■ **WORK TASK**
Using the records below, write out again exactly the lines that begin at the line containing "self.interval_ms.load(Ordering::Relaxed)" and end at the line containing "let slot = match", and no other lines.

#####

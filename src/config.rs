// SPDX-License-Identifier: Apache-2.0 OR MIT
// Copyright (c) 2025-2026 naskel.com

//! Server configuration - single source of truth for defaults.
//!
//! Two levels, mirroring the rest of the crate:
//!
//! - **Static**: compile-time defaults for timer cadence and session
//!   advice. **Never hardcode these elsewhere!**
//! - **Dynamic**: [`ServerOptions`], the named-option surface of a running
//!   server. Recognized names map onto typed fields; unrecognized names are
//!   stored opaquely and ignored by the core.

use dashmap::DashMap;
use std::sync::atomic::{AtomicU64, Ordering};

/// Milliseconds between timeout-scheduler ticks.
pub const DEFAULT_TICK_INTERVAL_MS: u64 = 97;

/// Milliseconds between reclamation sweeps of channels and sessions.
pub const DEFAULT_SWEEP_INTERVAL_MS: u64 = 997;

/// Default long-poll hold timeout advised to clients.
pub const DEFAULT_TIMEOUT_MS: u64 = 30_000;

/// Default pause between client reconnects advised to clients.
pub const DEFAULT_INTERVAL_MS: u64 = 0;

/// Retry budget for random session-id collisions before the generator is
/// declared exhausted.
pub const ID_RETRY_LIMIT: u32 = 16;

/// Option name for the scheduler tick cadence.
pub const OPTION_TICK_INTERVAL: &str = "tickIntervalMs";
/// Option name for the sweep cadence.
pub const OPTION_SWEEP_INTERVAL: &str = "sweepIntervalMs";
/// Option name for the default connect hold timeout.
pub const OPTION_TIMEOUT: &str = "timeoutMs";
/// Option name for the default reconnect interval.
pub const OPTION_INTERVAL: &str = "intervalMs";

/// Named options of a [`BayeuxServer`](crate::BayeuxServer).
///
/// Recognized options are held in atomics so they can be read from the
/// message path and the timer thread without a lock. Everything else lands
/// in an opaque string map, preserved for transports and extensions but
/// ignored by the core.
pub struct ServerOptions {
    tick_interval_ms: AtomicU64,
    sweep_interval_ms: AtomicU64,
    timeout_ms: AtomicU64,
    interval_ms: AtomicU64,
    extra: DashMap<String, String>,
}

impl Default for ServerOptions {
    fn default() -> Self {
        Self {
            tick_interval_ms: AtomicU64::new(DEFAULT_TICK_INTERVAL_MS),
            sweep_interval_ms: AtomicU64::new(DEFAULT_SWEEP_INTERVAL_MS),
            timeout_ms: AtomicU64::new(DEFAULT_TIMEOUT_MS),
            interval_ms: AtomicU64::new(DEFAULT_INTERVAL_MS),
            extra: DashMap::new(),
        }
    }
}

impl ServerOptions {
    /// Create options with library defaults.
    pub fn new() -> Self {
        Self::default()
    }

    /// Scheduler tick cadence in milliseconds.
    pub fn tick_interval_ms(&self) -> u64 {
        self.tick_interval_ms.load(Ordering::Relaxed)
    }

    /// Sweep cadence in milliseconds.
    pub fn sweep_interval_ms(&self) -> u64 {
        self.sweep_interval_ms.load(Ordering::Relaxed)
    }

    /// Default connect hold timeout in milliseconds.
    pub fn timeout_ms(&self) -> u64 {
        self.timeout_ms.load(Ordering::Relaxed)
    }

    /// Default reconnect interval in milliseconds.
    pub fn interval_ms(&self) -> u64 {
        self.interval_ms.load(Ordering::Relaxed)
    }

    /// Set a named option.
    ///
    /// Recognized names with a non-numeric value keep their previous typed
    /// value; unrecognized names are stored verbatim.
    pub fn set_option(&self, name: &str, value: &str) {
        let slot = match name {
            OPTION_TICK_INTERVAL => Some(&self.tick_interval_ms),
            OPTION_SWEEP_INTERVAL => Some(&self.sweep_interval_ms),
            OPTION_TIMEOUT => Some(&self.timeout_ms),
            OPTION_INTERVAL => Some(&self.interval_ms),
            _ => None,
        };
        match slot {
            Some(field) => match value.parse::<u64>() {
                Ok(parsed) => field.store(parsed, Ordering::Relaxed),
                Err(_) => {
                    log::debug!("[ServerOptions] non-numeric value for {}: {}", name, value);
                }
            },
            None => {
                self.extra.insert(name.to_string(), value.to_string());
            }
        }
    }

    /// Look up a named option, typed fields included.
    pub fn option(&self, name: &str) -> Option<String> {
        match name {
            OPTION_TICK_INTERVAL => Some(self.tick_interval_ms().to_string()),
            OPTION_SWEEP_INTERVAL => Some(self.sweep_interval_ms().to_string()),
            OPTION_TIMEOUT => Some(self.timeout_ms().to_string()),
            OPTION_INTERVAL => Some(self.interval_ms().to_string()),
            _ => self.extra.get(name).map(|v| v.value().clone()),
        }
    }

    /// All option names currently set, typed fields included.
    pub fn option_names(&self) -> Vec<String> {
        let mut names = vec![
            OPTION_TICK_INTERVAL.to_string(),
            OPTION_SWEEP_INTERVAL.to_string(),
            OPTION_TIMEOUT.to_string(),
            OPTION_INTERVAL.to_string(),
        ];
        for entry in self.extra.iter() {
            names.push(entry.key().clone());
        }
        names
    }
}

#####

■ **ANSWER SPACE**
        self.interval_ms.load(Ordering::Relaxed)
    }

    /// Set a named option.
    ///
    /// Recognized names with a non-numeric value keep their previous typed
    /// value; unrecognized names are stored verbatim.
    pub fn set_option(&self, name: &str, value: &str) {
        let slot = match name {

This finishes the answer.